[Opening GIVEN RECORDS section]
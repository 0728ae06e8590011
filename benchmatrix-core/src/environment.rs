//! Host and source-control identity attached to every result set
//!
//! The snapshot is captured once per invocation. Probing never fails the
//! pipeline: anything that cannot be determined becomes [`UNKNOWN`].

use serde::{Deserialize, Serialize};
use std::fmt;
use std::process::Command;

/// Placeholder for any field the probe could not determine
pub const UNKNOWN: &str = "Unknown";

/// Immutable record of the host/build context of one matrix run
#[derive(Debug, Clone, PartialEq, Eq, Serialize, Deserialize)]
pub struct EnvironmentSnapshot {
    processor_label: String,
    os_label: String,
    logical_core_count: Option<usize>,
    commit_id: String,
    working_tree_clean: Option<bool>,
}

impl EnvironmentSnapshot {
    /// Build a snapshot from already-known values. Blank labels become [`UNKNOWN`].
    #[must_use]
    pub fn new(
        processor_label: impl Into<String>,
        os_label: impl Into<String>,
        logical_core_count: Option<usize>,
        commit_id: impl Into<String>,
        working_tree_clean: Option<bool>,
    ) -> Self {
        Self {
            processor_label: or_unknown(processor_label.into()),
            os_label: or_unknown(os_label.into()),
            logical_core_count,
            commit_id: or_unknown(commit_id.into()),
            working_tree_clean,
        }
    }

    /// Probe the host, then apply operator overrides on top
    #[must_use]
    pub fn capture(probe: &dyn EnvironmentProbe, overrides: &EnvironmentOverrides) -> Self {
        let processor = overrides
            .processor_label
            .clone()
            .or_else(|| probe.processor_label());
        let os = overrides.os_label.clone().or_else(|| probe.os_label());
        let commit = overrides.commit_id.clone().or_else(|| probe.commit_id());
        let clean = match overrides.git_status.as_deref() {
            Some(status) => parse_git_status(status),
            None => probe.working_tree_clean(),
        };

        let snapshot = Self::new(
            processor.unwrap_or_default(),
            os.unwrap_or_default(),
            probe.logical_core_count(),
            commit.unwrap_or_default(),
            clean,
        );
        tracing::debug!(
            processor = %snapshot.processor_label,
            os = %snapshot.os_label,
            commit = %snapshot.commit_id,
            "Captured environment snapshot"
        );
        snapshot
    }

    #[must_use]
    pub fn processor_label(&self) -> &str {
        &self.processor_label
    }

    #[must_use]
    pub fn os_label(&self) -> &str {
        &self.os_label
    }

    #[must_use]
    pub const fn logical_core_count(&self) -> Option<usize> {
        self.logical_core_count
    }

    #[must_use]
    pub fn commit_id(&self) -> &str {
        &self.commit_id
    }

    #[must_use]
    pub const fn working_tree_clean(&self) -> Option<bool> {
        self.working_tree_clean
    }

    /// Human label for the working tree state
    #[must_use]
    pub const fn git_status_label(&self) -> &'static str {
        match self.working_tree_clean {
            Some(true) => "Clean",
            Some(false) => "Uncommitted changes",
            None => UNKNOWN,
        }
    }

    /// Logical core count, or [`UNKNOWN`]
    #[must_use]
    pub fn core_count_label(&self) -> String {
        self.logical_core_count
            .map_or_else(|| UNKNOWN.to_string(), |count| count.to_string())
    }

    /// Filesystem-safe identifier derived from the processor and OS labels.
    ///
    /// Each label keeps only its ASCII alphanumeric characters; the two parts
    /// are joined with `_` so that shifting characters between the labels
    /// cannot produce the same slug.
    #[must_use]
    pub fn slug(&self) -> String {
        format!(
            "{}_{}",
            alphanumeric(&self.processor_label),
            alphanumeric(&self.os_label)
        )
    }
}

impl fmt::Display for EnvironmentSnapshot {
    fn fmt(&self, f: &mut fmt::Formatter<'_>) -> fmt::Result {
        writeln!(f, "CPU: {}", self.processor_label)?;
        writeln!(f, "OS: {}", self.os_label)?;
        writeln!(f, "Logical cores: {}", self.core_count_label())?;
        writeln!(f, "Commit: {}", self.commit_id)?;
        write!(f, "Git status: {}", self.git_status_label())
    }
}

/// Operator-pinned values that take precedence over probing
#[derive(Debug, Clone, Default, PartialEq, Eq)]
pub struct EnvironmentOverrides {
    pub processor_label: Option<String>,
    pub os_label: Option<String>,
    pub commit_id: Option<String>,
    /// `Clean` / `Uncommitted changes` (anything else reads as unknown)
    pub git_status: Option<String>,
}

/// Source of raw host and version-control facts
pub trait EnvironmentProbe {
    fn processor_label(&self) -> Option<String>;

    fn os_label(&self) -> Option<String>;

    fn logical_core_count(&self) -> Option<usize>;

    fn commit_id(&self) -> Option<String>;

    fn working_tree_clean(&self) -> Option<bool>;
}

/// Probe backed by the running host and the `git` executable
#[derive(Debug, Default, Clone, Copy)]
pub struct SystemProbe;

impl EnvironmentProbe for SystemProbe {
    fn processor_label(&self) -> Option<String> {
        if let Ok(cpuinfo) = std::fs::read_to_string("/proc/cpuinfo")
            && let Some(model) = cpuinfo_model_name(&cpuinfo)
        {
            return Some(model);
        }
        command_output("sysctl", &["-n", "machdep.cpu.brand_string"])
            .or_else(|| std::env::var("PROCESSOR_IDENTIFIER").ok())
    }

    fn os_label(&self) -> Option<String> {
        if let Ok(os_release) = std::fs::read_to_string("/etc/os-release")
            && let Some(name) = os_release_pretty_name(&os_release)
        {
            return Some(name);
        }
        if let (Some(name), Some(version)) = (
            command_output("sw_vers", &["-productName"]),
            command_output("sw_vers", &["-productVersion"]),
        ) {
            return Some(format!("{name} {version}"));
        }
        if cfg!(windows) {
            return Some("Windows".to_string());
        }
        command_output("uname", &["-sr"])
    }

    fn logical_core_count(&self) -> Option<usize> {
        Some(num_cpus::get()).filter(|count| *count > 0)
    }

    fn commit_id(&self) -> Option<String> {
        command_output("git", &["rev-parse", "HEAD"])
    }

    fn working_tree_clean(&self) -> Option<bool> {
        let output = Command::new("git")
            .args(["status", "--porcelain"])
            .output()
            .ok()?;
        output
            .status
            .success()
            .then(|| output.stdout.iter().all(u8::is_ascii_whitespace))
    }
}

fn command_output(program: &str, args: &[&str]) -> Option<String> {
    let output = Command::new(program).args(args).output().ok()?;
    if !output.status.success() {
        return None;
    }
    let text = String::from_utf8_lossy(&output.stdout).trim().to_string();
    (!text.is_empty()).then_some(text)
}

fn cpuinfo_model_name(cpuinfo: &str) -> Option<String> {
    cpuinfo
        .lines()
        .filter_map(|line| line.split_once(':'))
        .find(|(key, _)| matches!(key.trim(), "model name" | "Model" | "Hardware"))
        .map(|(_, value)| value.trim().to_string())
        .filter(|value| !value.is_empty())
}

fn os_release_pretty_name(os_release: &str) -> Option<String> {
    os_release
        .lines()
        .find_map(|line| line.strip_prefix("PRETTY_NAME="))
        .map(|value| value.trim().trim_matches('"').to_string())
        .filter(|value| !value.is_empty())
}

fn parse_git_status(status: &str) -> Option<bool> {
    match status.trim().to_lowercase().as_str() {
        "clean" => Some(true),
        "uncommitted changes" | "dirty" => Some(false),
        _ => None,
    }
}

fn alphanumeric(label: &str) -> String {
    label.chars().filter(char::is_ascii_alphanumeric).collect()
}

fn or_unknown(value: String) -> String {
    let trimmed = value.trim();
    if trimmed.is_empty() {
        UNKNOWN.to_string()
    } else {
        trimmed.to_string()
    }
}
[Closing GIVEN RECORDS section]
## TRY IT
What is needed is an exact repetition of the lines from the first line of the records through the line containing "one matrix run", both ends included, and nothing more.

## RESPONSE BOX
repository 0728ae06e8590011
filename benchmatrix-core/src/environment.rs
//! Host and source-control identity attached to every result set
//!
//! The snapshot is captured once per invocation. Probing never fails the
//! pipeline: anything that cannot be determined becomes [`UNKNOWN`].

use serde::{Deserialize, Serialize};
use std::fmt;
use std::process::Command;

/// Placeholder for any field the probe could not determine
pub const UNKNOWN: &str = "Unknown";

/// Immutable record of the host/build context of one matrix run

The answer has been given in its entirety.